A minha filha nasceu em abril de 2021. Comecei com contrações às 2h da manhã e aguentei até às 6h – a médica já me tinha dito que só quando apertasse é que era para ir para o hospital. Dei entrada às 7h10, fiz o teste Covid, entretanto levei a epidural e foi até às 20h30 à espera que ela nascesse. Costumo dizer que foi “o parto dos 10 minutos”. Depois de todas aquelas horas, foi muito rápido e fácil. Ela saiu, puseram-na no meu peito e esteve ali uns minutos. Depois, tiveram de a levar para tomar um banho e retirar os restos do meu sangue. Também fizeram logo uma análise e estava tudo bem: o vírus não detetável. Senti um grande alívio porque o meu maior medo era esse, que ela pudesse ter alguma coisa. Também foi a minha maior conquista. A única coisa de diferente é que não a posso amamentar, bebe leite adaptado desde o dia em que nasceu, mas foi uma coisa pacífica.

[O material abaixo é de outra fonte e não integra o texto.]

//! Tracer — passive WiFi presence sensor (bare-metal Embassy firmware)
//!
//! Sniffs every 802.11 frame in promiscuous mode and streams transmitter
//! and filtering addresses with RSSI as 8-byte records over UART1, while
//! a hop task sweeps channels 1..=13.
//!
//! Aggregation, storage and display happen on the consumer side of the
//! serial link.

#![no_std]
#![no_main]

use esp_backtrace as _;

esp_bootloader_esp_idf::esp_app_desc!();

use embassy_time::{Duration, Instant, Timer};
use esp_hal::interrupt::software::SoftwareInterruptControl;
use esp_hal::timer::timg::TimerGroup;
use esp_hal::uart::{self, UartTx};
use esp_hal::Async;

use tracer::board;
use tracer::capture::CaptureService;
use tracer::channel::{ChannelControl, ChannelScheduler};
use tracer::config::SnifferConfig;
use tracer::frame::RxMeta;
use tracer::status::{self, CaptureStats, ConsoleMessage, MAX_REPORT_LEN, VERSION};
use tracer::transport::{LinkWriter, QueueSink, RecordLink, RecordQueue};

const CONFIG: SnifferConfig = SnifferConfig::new();

// ── Static shared state ──────────────────────────────────────────────

/// Records from the sniffer callback waiting for the UART writer
static RECORD_QUEUE: RecordQueue = RecordQueue::new();

/// Capture counters shared by the callback, writer, hop and status tasks
static STATS: CaptureStats = CaptureStats::new();

// ── WiFi sniffer ─────────────────────────────────────────────────────

/// WiFi sniffer callback — called from ISR context by the esp-radio sniffer.
///
/// Encodes the frame's two observations and queues them with `try_send`;
/// a full queue drops records rather than stall the driver.
fn wifi_sniffer_callback(pkt: esp_radio::wifi::sniffer::PromiscuousPkt<'_>) {
    let meta = RxMeta {
        rssi: pkt.rx_cntl.rssi as i32,
        channel: pkt.rx_cntl.channel as u8,
    };
    CaptureService::new(QueueSink::new(&RECORD_QUEUE), &STATS).on_frame(pkt.data, meta);
}

// FFI binding for WiFi channel control.
// The symbol is linked via esp-radio's WiFi driver.
unsafe extern "C" {
    fn esp_wifi_set_channel(primary: u8, second: u32) -> i32;
}

/// Retunes the radio through the WiFi driver; errors are raw `esp_err_t`.
struct EspRadioChannel;

impl ChannelControl for EspRadioChannel {
    type Error = i32;

    fn set_channel(&mut self, channel: u8) -> Result<(), i32> {
        // Second channel 0 = WIFI_SECOND_CHAN_NONE
        let code = unsafe { esp_wifi_set_channel(channel, 0) };
        if code == 0 {
            Ok(())
        } else {
            Err(code)
        }
    }
}

/// WiFi channel hop task — tunes channel 1, then advances one channel
/// per dwell period, forever.
#[embassy_executor::task]
async fn channel_hop_task(mut scheduler: ChannelScheduler) {
    let mut radio = EspRadioChannel;
    scheduler.start(&mut radio, &STATS);
    loop {
        Timer::after(Duration::from_millis(CONFIG.dwell_ms)).await;
        scheduler.tick(&mut radio, &STATS);
    }
}

// ── Record link ──────────────────────────────────────────────────────

/// UART1 TX as the record link.
struct UartLink(UartTx<'static, Async>);

impl RecordLink for UartLink {
    type Error = uart::TxError;

    async fn drained(&mut self) -> Result<(), uart::TxError> {
        self.0.flush_async().await
    }

    async fn write(&mut self, bytes: &[u8]) -> Result<usize, uart::TxError> {
        self.0.write_async(bytes).await
    }
}

/// UART writer task — drains the record queue onto the serial link.
///
/// A record waits at most `write_timeout_ms` for the link to drain and is
/// dropped if it does not. Once its first byte is out it is always
/// finished, so the link stays on the 8-byte stride.
#[embassy_executor::task]
async fn record_writer_task(tx: UartTx<'static, Async>) {
    log::info!("Record writer task started");

    let timeout = Duration::from_millis(CONFIG.write_timeout_ms);
    let mut writer = LinkWriter::new(UartLink(tx), &STATS);

    loop {
        let record = RECORD_QUEUE.receive().await;
        if let Err(e) = writer.write(&record, Timer::after(timeout)).await {
            log::warn!("Record link: {}", e);
        }
    }
}

/// Periodic status reporting task (log console only)
#[embassy_executor::task]
async fn status_task() {
    loop {
        Timer::after(Duration::from_secs(CONFIG.status_interval_secs)).await;

        let snapshot = STATS.snapshot();
        let msg = ConsoleMessage::Status {
            stats: &snapshot,
            uptime: Instant::now().as_secs() as u32,
            heap_free: esp_alloc::HEAP.free() as u32,
            board: board::BOARD_NAME,
            version: VERSION,
        };

        let mut buf = [0u8; MAX_REPORT_LEN];
        if let Some(len) = status::serialize_message(&msg, &mut buf) {
            if let Ok(s) = core::str::from_utf8(&buf[..len]) {
                log::info!("{}", s);
            }
        }
    }
}

// ── Entry point ──────────────────────────────────────────────────────

#[esp_rtos::main]
async fn main(spawner: embassy_executor::Spawner) {
    esp_println::logger::init_logger_from_env();

    let peripherals = esp_hal::init(esp_hal::Config::default());

    // Heap for the WiFi driver. ESP32 is tighter on DRAM.
    #[cfg(feature = "esp32")]
    {
        esp_alloc::heap_allocator!(size: 64 * 1024);
    }
    #[cfg(not(feature = "esp32"))]
    {
        esp_alloc::heap_allocator!(size: 96 * 1024);
    }

    // Start the RTOS — requires timer + software interrupt
    let timg0 = TimerGroup::new(peripherals.TIMG0);
    let sw_int = SoftwareInterruptControl::new(peripherals.SW_INTERRUPT);
    esp_rtos::start(timg0.timer0, sw_int.software_interrupt0);

    log::info!("Tracer v{} starting on {}", VERSION, board::BOARD_NAME);

    CONFIG.validate().expect("invalid sniffer config");
    let scheduler = ChannelScheduler::from_config(&CONFIG).expect("invalid channel range");

    log::info!(
        "Sweeping channels 1..={} with {}ms dwell ({}ms per sweep)",
        CONFIG.max_channel,
        CONFIG.dwell_ms,
        CONFIG.sweep_period_ms(),
    );

    // ── Record link (UART1, TX only) ─────────────────────────────────

    #[cfg(feature = "board-xiao")]
    let tx_pin = peripherals.GPIO43;
    #[cfg(not(feature = "board-xiao"))]
    let tx_pin = peripherals.GPIO17;

    let uart_config = uart::Config::default().with_baudrate(CONFIG.uart_baud);
    let tx = UartTx::new(peripherals.UART1, uart_config)
        .expect("Record UART init failed")
        .with_tx(tx_pin)
        .into_async();

    spawner.spawn(record_writer_task(tx)).unwrap();
    spawner.spawn(status_task()).unwrap();

    log::info!(
        "Record link on UART1 TX GPIO{} at {} baud",
        board::RECORD_TX_PIN,
        CONFIG.uart_baud
    );

    // ── WiFi sniffer initialization ──────────────────────────────────

    let (_wifi_controller, wifi_interfaces) =
        esp_radio::wifi::new(peripherals.WIFI, Default::default()).expect("WiFi init failed");

    let mut sniffer = wifi_interfaces.sniffer;
    sniffer.set_receive_cb(wifi_sniffer_callback);
    sniffer
        .set_promiscuous_mode(true)
        .expect("Promiscuous mode failed");

    spawner.spawn(channel_hop_task(scheduler)).unwrap();

    log::info!("WiFi sniffer initialized in promiscuous mode");

    // The controller and sniffer must outlive capture; park here with them.
    loop {
        Timer::after(Duration::from_secs(3600)).await;
    }
}
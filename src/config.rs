/// Compile-time sniffer configuration.
///
/// There is no persisted or runtime-editable state: firmware builds a
/// [`SnifferConfig`] from these defaults, validates it once at boot, and
/// hands copies to the tasks that need it.

use core::fmt;

/// Highest 2.4 GHz channel swept in the reference deployment.
pub const MAX_CHANNEL: u8 = 13;

/// Highest channel any regulatory domain allows on 2.4 GHz.
pub const MAX_SUPPORTED_CHANNEL: u8 = 14;

/// Dwell time per channel in milliseconds.
/// Full sweep: 13 channels × 500ms = 6.5s.
pub const DEFAULT_DWELL_MS: u64 = 500;

/// Record link baud rate
pub const DEFAULT_UART_BAUD: u32 = 9600;

/// Longest the writer waits on the UART for one record before dropping it.
/// One record takes ~8.3ms on the wire at 9600 baud.
pub const DEFAULT_WRITE_TIMEOUT_MS: u64 = 50;

/// Interval between status reports on the log console
pub const DEFAULT_STATUS_INTERVAL_SECS: u64 = 30;

#[derive(Debug, Clone, Copy, PartialEq, Eq)]
pub enum ConfigError {
    /// `max_channel` outside `1..=MAX_SUPPORTED_CHANNEL`
    ChannelRange(u8),
    ZeroDwell,
    ZeroBaud,
}

impl fmt::Display for ConfigError {
    fn fmt(&self, f: &mut fmt::Formatter<'_>) -> fmt::Result {
        match self {
            ConfigError::ChannelRange(ch) => write!(
                f,
                "max channel {} outside 1..={}",
                ch, MAX_SUPPORTED_CHANNEL
            ),
            ConfigError::ZeroDwell => f.write_str("channel dwell must be non-zero"),
            ConfigError::ZeroBaud => f.write_str("record link baud rate must be non-zero"),
        }
    }
}

/// Sweep, link and reporting parameters.
#[derive(Debug, Clone, Copy, PartialEq, Eq)]
pub struct SnifferConfig {
    /// Sweep wraps from this channel back to 1
    pub max_channel: u8,
    /// Time spent on each channel before retuning
    pub dwell_ms: u64,
    pub uart_baud: u32,
    pub write_timeout_ms: u64,
    pub status_interval_secs: u64,
}

impl SnifferConfig {
    pub const fn new() -> Self {
        Self {
            max_channel: MAX_CHANNEL,
            dwell_ms: DEFAULT_DWELL_MS,
            uart_baud: DEFAULT_UART_BAUD,
            write_timeout_ms: DEFAULT_WRITE_TIMEOUT_MS,
            status_interval_secs: DEFAULT_STATUS_INTERVAL_SECS,
        }
    }

    pub fn validate(&self) -> Result<(), ConfigError> {
        if self.max_channel == 0 || self.max_channel > MAX_SUPPORTED_CHANNEL {
            return Err(ConfigError::ChannelRange(self.max_channel));
        }
        if self.dwell_ms == 0 {
            return Err(ConfigError::ZeroDwell);
        }
        if self.uart_baud == 0 {
            return Err(ConfigError::ZeroBaud);
        }
        Ok(())
    }

    /// Time for one complete sweep across all channels.
    pub fn sweep_period_ms(&self) -> u64 {
        self.dwell_ms * self.max_channel as u64
    }
}

impl Default for SnifferConfig {
    fn default() -> Self {
        Self::new()
    }
}
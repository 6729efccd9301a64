/// Capture diagnostics and the console status report.
///
/// Counters are updated from the sniffer callback, the UART writer and
/// the channel hop task, and read by the status task. They are plain
/// relaxed atomics: each value is independently monotonic, and a report
/// may mix values from slightly different instants.
///
/// Status reports are JSON and go to the log console only, never to the
/// record link (the consumer there expects nothing but 8-byte records).
use core::sync::atomic::{AtomicU32, AtomicU8, Ordering};

use serde::Serialize;

use crate::frame::FrameKind;

/// Firmware version string
pub const VERSION: &str = env!("CARGO_PKG_VERSION");

/// Maximum size of a serialized status report
pub const MAX_REPORT_LEN: usize = 384;

/// Shared capture counters.
pub struct CaptureStats {
    frames: AtomicU32,
    by_kind: [AtomicU32; 4],
    malformed: AtomicU32,
    accepted: AtomicU32,
    emitted: AtomicU32,
    dropped: AtomicU32,
    channel: AtomicU8,
    channel_failures: AtomicU32,
}

impl CaptureStats {
    pub const fn new() -> Self {
        Self {
            frames: AtomicU32::new(0),
            by_kind: [
                AtomicU32::new(0),
                AtomicU32::new(0),
                AtomicU32::new(0),
                AtomicU32::new(0),
            ],
            malformed: AtomicU32::new(0),
            accepted: AtomicU32::new(0),
            emitted: AtomicU32::new(0),
            dropped: AtomicU32::new(0),
            channel: AtomicU8::new(0),
            channel_failures: AtomicU32::new(0),
        }
    }

    pub fn record_frame(&self, kind: FrameKind) {
        self.frames.fetch_add(1, Ordering::Relaxed);
        let slot = match kind {
            FrameKind::Management => 0,
            FrameKind::Control => 1,
            FrameKind::Data => 2,
            FrameKind::Extension => 3,
        };
        self.by_kind[slot].fetch_add(1, Ordering::Relaxed);
    }

    /// A frame too short to carry the fixed header.
    pub fn record_malformed(&self) {
        self.frames.fetch_add(1, Ordering::Relaxed);
        self.malformed.fetch_add(1, Ordering::Relaxed);
    }

    /// A record the capture-side sink took (for firmware: queued for the
    /// UART writer).
    pub fn record_accepted(&self) {
        self.accepted.fetch_add(1, Ordering::Relaxed);
    }

    /// A record written in full to the serial link.
    pub fn record_emitted(&self) {
        self.emitted.fetch_add(1, Ordering::Relaxed);
    }

    /// A record lost at either stage: a full queue, or a UART that did not
    /// drain in time or failed. Each record is counted once, as emitted or
    /// dropped, at the stage it ends at.
    pub fn record_dropped(&self) {
        self.dropped.fetch_add(1, Ordering::Relaxed);
    }

    pub fn set_channel(&self, channel: u8) {
        self.channel.store(channel, Ordering::Relaxed);
    }

    pub fn channel(&self) -> u8 {
        self.channel.load(Ordering::Relaxed)
    }

    pub fn record_channel_failure(&self) {
        self.channel_failures.fetch_add(1, Ordering::Relaxed);
    }

    pub fn snapshot(&self) -> StatsSnapshot {
        StatsSnapshot {
            channel: self.channel.load(Ordering::Relaxed),
            frames: self.frames.load(Ordering::Relaxed),
            mgmt: self.by_kind[0].load(Ordering::Relaxed),
            ctrl: self.by_kind[1].load(Ordering::Relaxed),
            data: self.by_kind[2].load(Ordering::Relaxed),
            ext: self.by_kind[3].load(Ordering::Relaxed),
            malformed: self.malformed.load(Ordering::Relaxed),
            accepted: self.accepted.load(Ordering::Relaxed),
            emitted: self.emitted.load(Ordering::Relaxed),
            dropped: self.dropped.load(Ordering::Relaxed),
            channel_failures: self.channel_failures.load(Ordering::Relaxed),
        }
    }
}

impl Default for CaptureStats {
    fn default() -> Self {
        Self::new()
    }
}

/// Point-in-time copy of [`CaptureStats`].
#[derive(Debug, Clone, Copy, PartialEq, Eq, Default, Serialize)]
pub struct StatsSnapshot {
    /// Channel the radio was last tuned to (0 before the first tune)
    #[serde(rename = "ch")]
    pub channel: u8,
    pub frames: u32,
    pub mgmt: u32,
    pub ctrl: u32,
    pub data: u32,
    pub ext: u32,
    pub malformed: u32,
    /// Records queued for the link
    pub accepted: u32,
    /// Records written to the link
    pub emitted: u32,
    pub dropped: u32,
    #[serde(rename = "ch_fail")]
    pub channel_failures: u32,
}

/// Messages written to the log console
#[derive(Debug, Serialize)]
#[serde(tag = "type")]
pub enum ConsoleMessage<'a> {
    /// Periodic device status
    #[serde(rename = "status")]
    Status {
        stats: &'a StatsSnapshot,
        /// Uptime in seconds
        uptime: u32,
        /// Free heap in bytes
        heap_free: u32,
        /// Board identifier
        board: &'static str,
        /// Firmware version
        version: &'static str,
    },
}

/// Serialize a console message into `buf`.
/// Returns the number of bytes written, or None if it did not fit.
pub fn serialize_message(msg: &ConsoleMessage, buf: &mut [u8]) -> Option<usize> {
    serde_json_core::to_slice(msg, buf).ok()
}
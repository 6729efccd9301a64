/// Record transport: hands encoded records to a byte sink.
///
/// A sink accepts a whole record or rejects it; there is no partial write
/// at this layer, so the 8-byte stride on the link is never broken by a
/// failed emit. Failures are counted and reported to the caller as a
/// dropped record. Nothing here retries.
///
/// The sniffer callback runs in the driver's delivery context and must not
/// wait on the UART. Firmware therefore emits into a [`QueueSink`]: a
/// bounded queue that drops when full. A writer task drains the queue to
/// the serial link through a [`LinkWriter`], whose deadline only covers
/// the wait before a record's first byte.
///
/// The driver never re-enters the callback, so `Transport` holds no lock.
/// If delivery ever became concurrent, the queue is already a
/// multi-producer channel and keeps each record whole.

use core::fmt;
use core::future::Future;

use embassy_futures::select::{select, Either};
use embassy_sync::blocking_mutex::raw::CriticalSectionRawMutex;
use embassy_sync::channel::Channel;

use crate::record::{Record, RECORD_LEN};
use crate::status::CaptureStats;

/// Records buffered between the sniffer callback and the UART writer.
/// 64 records = 512 bytes, ~0.5s of link time at 9600 baud.
pub const RECORD_QUEUE_DEPTH: usize = 64;

/// Queue from the sniffer callback to the UART writer
pub type RecordQueue = Channel<CriticalSectionRawMutex, Record, RECORD_QUEUE_DEPTH>;

#[derive(Debug, Clone, Copy, PartialEq, Eq)]
pub enum SinkError {
    /// No room for a whole record right now
    Full,
    /// The link did not accept the record in time
    Timeout,
    /// The link is gone
    Closed,
}

impl fmt::Display for SinkError {
    fn fmt(&self, f: &mut fmt::Formatter<'_>) -> fmt::Result {
        match self {
            SinkError::Full => f.write_str("sink full"),
            SinkError::Timeout => f.write_str("sink write timed out"),
            SinkError::Closed => f.write_str("sink closed"),
        }
    }
}

#[derive(Debug, Clone, Copy, PartialEq, Eq)]
pub enum EmitError {
    /// The record was not written; the link is still on a record boundary
    Dropped(SinkError),
}

impl fmt::Display for EmitError {
    fn fmt(&self, f: &mut fmt::Formatter<'_>) -> fmt::Result {
        match self {
            EmitError::Dropped(e) => write!(f, "record dropped: {}", e),
        }
    }
}
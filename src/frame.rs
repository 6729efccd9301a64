/// 802.11 MAC header extraction.
///
/// Every captured frame, whatever its type, carries the same fixed-offset
/// header prefix. We read it with explicit offsets instead of overlaying a
/// struct, and refuse any buffer too short to hold it:
///
/// ```text
/// offset  0   2   4        10       16       22  24
///         ┌───┬───┬────────┬────────┬────────┬───┐
///         │ FC│Dur│ addr1  │ addr2  │ addr3  │Seq│
///         └───┴───┴────────┴────────┴────────┴───┘
///                  receiver transmit filtering
/// ```
///
/// 16-bit fields are little-endian, as on air. Addresses are kept in the
/// byte order they were captured in.
///
/// Safe to call from ISR context (no allocation, no blocking).

use core::fmt;

use crate::record::Observation;

/// Fixed header length: frame control through sequence control.
pub const HEADER_LEN: usize = 24;

const FRAME_CONTROL: usize = 0;
const DURATION_ID: usize = 2;
const ADDR1: usize = 4;
const ADDR2: usize = 10;
const ADDR3: usize = 16;
const SEQUENCE_CONTROL: usize = 22;

/// A 6-byte hardware address.
#[derive(Debug, Clone, Copy, PartialEq, Eq, Hash, Default)]
pub struct MacAddress(pub [u8; 6]);

impl MacAddress {
    pub const fn octets(&self) -> &[u8; 6] {
        &self.0
    }
}

impl From<[u8; 6]> for MacAddress {
    fn from(octets: [u8; 6]) -> Self {
        Self(octets)
    }
}

impl fmt::Display for MacAddress {
    fn fmt(&self, f: &mut fmt::Formatter<'_>) -> fmt::Result {
        let m = &self.0;
        write!(
            f,
            "{:02X}:{:02X}:{:02X}:{:02X}:{:02X}:{:02X}",
            m[0], m[1], m[2], m[3], m[4], m[5]
        )
    }
}

#[derive(Debug, Clone, Copy, PartialEq, Eq)]
pub enum FrameError {
    /// Buffer ends before the fixed header does
    TooShort { len: usize },
}

impl fmt::Display for FrameError {
    fn fmt(&self, f: &mut fmt::Formatter<'_>) -> fmt::Result {
        match self {
            FrameError::TooShort { len } => {
                write!(f, "frame of {} bytes shorter than {}-byte header", len, HEADER_LEN)
            }
        }
    }
}

/// Frame class from the 2-bit type field of the frame control.
/// Diagnostics only; extraction treats every kind the same.
#[derive(Debug, Clone, Copy, PartialEq, Eq)]
pub enum FrameKind {
    Management,
    Control,
    Data,
    Extension,
}

impl FrameKind {
    pub fn from_frame_control(fc: u16) -> Self {
        match (fc >> 2) & 0x3 {
            0 => FrameKind::Management,
            1 => FrameKind::Control,
            2 => FrameKind::Data,
            _ => FrameKind::Extension,
        }
    }

    pub fn as_str(&self) -> &'static str {
        match self {
            FrameKind::Management => "mgmt",
            FrameKind::Control => "ctrl",
            FrameKind::Data => "data",
            FrameKind::Extension => "ext",
        }
    }
}

/// Driver-supplied metadata delivered alongside each frame.
#[derive(Debug, Clone, Copy, PartialEq, Eq)]
pub struct RxMeta {
    /// Driver-reported RSSI, native units (more negative = weaker)
    pub rssi: i32,
    pub channel: u8,
}

/// Borrowed view of a captured frame whose header length has been checked.
///
/// Lives only as long as the driver's buffer; nothing here outlives the
/// callback that produced it.
#[derive(Debug, Clone, Copy)]
pub struct CapturedFrame<'a> {
    bytes: &'a [u8],
}

impl<'a> CapturedFrame<'a> {
    pub fn parse(bytes: &'a [u8]) -> Result<Self, FrameError> {
        if bytes.len() < HEADER_LEN {
            return Err(FrameError::TooShort { len: bytes.len() });
        }
        Ok(Self { bytes })
    }

    fn u16_at(&self, offset: usize) -> u16 {
        u16::from_le_bytes([self.bytes[offset], self.bytes[offset + 1]])
    }

    fn addr_at(&self, offset: usize) -> MacAddress {
        let mut octets = [0u8; 6];
        octets.copy_from_slice(&self.bytes[offset..offset + 6]);
        MacAddress::from(octets)
    }

    pub fn frame_control(&self) -> u16 {
        self.u16_at(FRAME_CONTROL)
    }

    pub fn duration_id(&self) -> u16 {
        self.u16_at(DURATION_ID)
    }

    pub fn receiver(&self) -> MacAddress {
        self.addr_at(ADDR1)
    }

    pub fn transmitter(&self) -> MacAddress {
        self.addr_at(ADDR2)
    }

    pub fn filtering(&self) -> MacAddress {
        self.addr_at(ADDR3)
    }

    pub fn sequence_control(&self) -> u16 {
        self.u16_at(SEQUENCE_CONTROL)
    }

    pub fn kind(&self) -> FrameKind {
        FrameKind::from_frame_control(self.frame_control())
    }

    pub fn len(&self) -> usize {
        self.bytes.len()
    }

    pub fn is_empty(&self) -> bool {
        self.bytes.is_empty()
    }
}

/// Extract the two observations carried by a frame: transmitter address
/// first, then filtering address, both with the same signal strength.
pub fn extract(bytes: &[u8], rssi: i32) -> Result<[Observation; 2], FrameError> {
    let frame = CapturedFrame::parse(bytes)?;
    Ok(observations(&frame, rssi))
}

/// Observations for an already-validated frame.
pub fn observations(frame: &CapturedFrame<'_>, rssi: i32) -> [Observation; 2] {
    [
        Observation::from_raw(frame.transmitter(), rssi),
        Observation::from_raw(frame.filtering(), rssi),
    ]
}

#[cfg(test)]
pub(crate) mod tests {
    use super::*;

    pub(crate) const TRANSMITTER: [u8; 6] = [0xAA, 0xBB, 0xCC, 0xDD, 0xEE, 0xFF];
    pub(crate) const FILTERING: [u8; 6] = [0x11, 0x22, 0x33, 0x44, 0x55, 0x66];
    const RECEIVER: [u8; 6] = [0xFF; 6];

    /// Build a header with the given frame control and the fixed test addresses.
    pub(crate) fn header(fc: u16) -> [u8; HEADER_LEN] {
        let mut buf = [0u8; HEADER_LEN];
        buf[0..2].copy_from_slice(&fc.to_le_bytes());
        buf[2..4].copy_from_slice(&0x013Au16.to_le_bytes());
        buf[4..10].copy_from_slice(&RECEIVER);
        buf[10..16].copy_from_slice(&TRANSMITTER);
        buf[16..22].copy_from_slice(&FILTERING);
        buf[22..24].copy_from_slice(&0x1230u16.to_le_bytes());
        buf
    }

    // ── Header parsing ──────────────────────────────────────────────

    #[test]
    fn parse_reads_fixed_offsets() {
        let buf = header(0x0080);
        let frame = CapturedFrame::parse(&buf).unwrap();
        assert_eq!(frame.frame_control(), 0x0080);
        assert_eq!(frame.duration_id(), 0x013A);
        assert_eq!(frame.receiver(), MacAddress(RECEIVER));
        assert_eq!(frame.transmitter(), MacAddress(TRANSMITTER));
        assert_eq!(frame.filtering(), MacAddress(FILTERING));
        assert_eq!(frame.sequence_control(), 0x1230);
    }

    #[test]
    fn parse_rejects_four_byte_buffer() {
        let buf = [0x80, 0x00, 0x00, 0x00];
        assert_eq!(
            CapturedFrame::parse(&buf).unwrap_err(),
            FrameError::TooShort { len: 4 }
        );
    }

    #[test]
    fn parse_rejects_one_byte_short() {
        let buf = header(0x0080);
        assert!(CapturedFrame::parse(&buf[..HEADER_LEN - 1]).is_err());
    }

    #[test]
    fn parse_rejects_empty_buffer() {
        assert_eq!(
            CapturedFrame::parse(&[]).unwrap_err(),
            FrameError::TooShort { len: 0 }
        );
    }

    #[test]
    fn parse_accepts_payload_after_header() {
        let mut buf = [0u8; 64];
        buf[..HEADER_LEN].copy_from_slice(&header(0x0008));
        let frame = CapturedFrame::parse(&buf).unwrap();
        assert_eq!(frame.len(), 64);
        assert_eq!(frame.transmitter(), MacAddress(TRANSMITTER));
    }

    // ── Frame kind ──────────────────────────────────────────────────

    #[test]
    fn kind_from_frame_control_type_bits() {
        assert_eq!(FrameKind::from_frame_control(0x0080), FrameKind::Management); // beacon
        assert_eq!(FrameKind::from_frame_control(0x0040), FrameKind::Management); // probe req
        assert_eq!(FrameKind::from_frame_control(0x00D4), FrameKind::Control); // ACK
        assert_eq!(FrameKind::from_frame_control(0x0008), FrameKind::Data);
        assert_eq!(FrameKind::from_frame_control(0x0288), FrameKind::Data); // QoS, FromDS
        assert_eq!(FrameKind::from_frame_control(0x000C), FrameKind::Extension);
    }

    // ── Extraction ──────────────────────────────────────────────────

    #[test]
    fn extract_yields_transmitter_then_filtering() {
        let buf = header(0x0080);
        let [first, second] = extract(&buf, -60).unwrap();
        assert_eq!(first.address, MacAddress(TRANSMITTER));
        assert_eq!(second.address, MacAddress(FILTERING));
        assert_eq!(first.signal, 60);
        assert_eq!(second.signal, first.signal);
    }

    #[test]
    fn extract_ignores_frame_type() {
        for fc in [0x0080u16, 0x00D4, 0x0008, 0x000C] {
            let buf = header(fc);
            let obs = extract(&buf, -45).unwrap();
            assert_eq!(obs[0].address, MacAddress(TRANSMITTER), "fc {fc:#06x}");
            assert_eq!(obs[1].address, MacAddress(FILTERING), "fc {fc:#06x}");
        }
    }

    #[test]
    fn extract_short_frame_yields_nothing() {
        let buf = header(0x0080);
        assert!(extract(&buf[..16], -60).is_err());
        assert!(extract(&buf[..4], -60).is_err());
    }

    #[test]
    fn extract_never_reports_receiver_address() {
        let buf = header(0x0080);
        let obs = extract(&buf, -70).unwrap();
        assert!(obs.iter().all(|o| o.address != MacAddress(RECEIVER)));
    }

    // ── MacAddress ──────────────────────────────────────────────────

    #[test]
    fn mac_display_is_colon_separated_upper_hex() {
        let mut s = heapless::String::<18>::new();
        core::fmt::write(&mut s, format_args!("{}", MacAddress(TRANSMITTER))).unwrap();
        assert_eq!(s.as_str(), "AA:BB:CC:DD:EE:FF");
    }

    #[test]
    fn mac_display_pads_single_digit_octets() {
        let mut s = heapless::String::<18>::new();
        core::fmt::write(&mut s, format_args!("{}", MacAddress([0, 1, 2, 0x0A, 0x0B, 0x0C]))).unwrap();
        assert_eq!(s.as_str(), "00:01:02:0A:0B:0C");
    }
}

A minha filha já está com 8 meses e eu continuo com ela em casa – trabalhava como empregada doméstica quando engravidei. Para já, vou usufruir dela enquanto der, não quero perder este período do seu crescimento.
Há um núcleo muito pequeno de pessoas que sabe que sou portadora de VIH. A minha mãe e o meu irmão, os meus tios maternos (são quatro), a minha avó e o meu marido – que nunca me discriminou. Os meus sogros, da minha parte, nunca irão saber. Aos amigos mais próximos também nunca contei. A madrinha da minha filha é uma das minhas melhores amigas, falamos todos os dias, esteve presente em tudo. Ela até é médica, mas não quero dizer-lhe. Acho que é uma coisa da minha privacidade, ninguém tem de saber. Claro que tenho medo das reações, tenho receio de como possa ser entendido. As pessoas não têm a noção do que isto é. Eu sei que ela é uma pessoa informada, mas, ao mesmo tempo, temo que mude alguma coisa na nossa relação. Esta foi a minha escolha desde muito nova, prefiro guardar para mim. No futuro, vou precisar de trabalho e não quero que as pessoas me discriminem por causa disto. Passaram quase 40 anos desde que o primeiro caso foi diagnosticado em Portugal, mas não vejo grandes mudanças de mentalidade, sinceramente. Por isso, prefiro resguardar-me na minha bolha. Ter nascido infetada com o vírus marcou a minha vida. Não determina o meu dia a dia – tomo só dois comprimidos por dia e vou à consulta uma vez por ano –, mas eu sei que está ali. É uma minicondição, mas ao mesmo tempo é uma coisa que está no meu ADN e quando entro num hospital, ou em outra instituição de saúde, isso determina a minha passagem ali.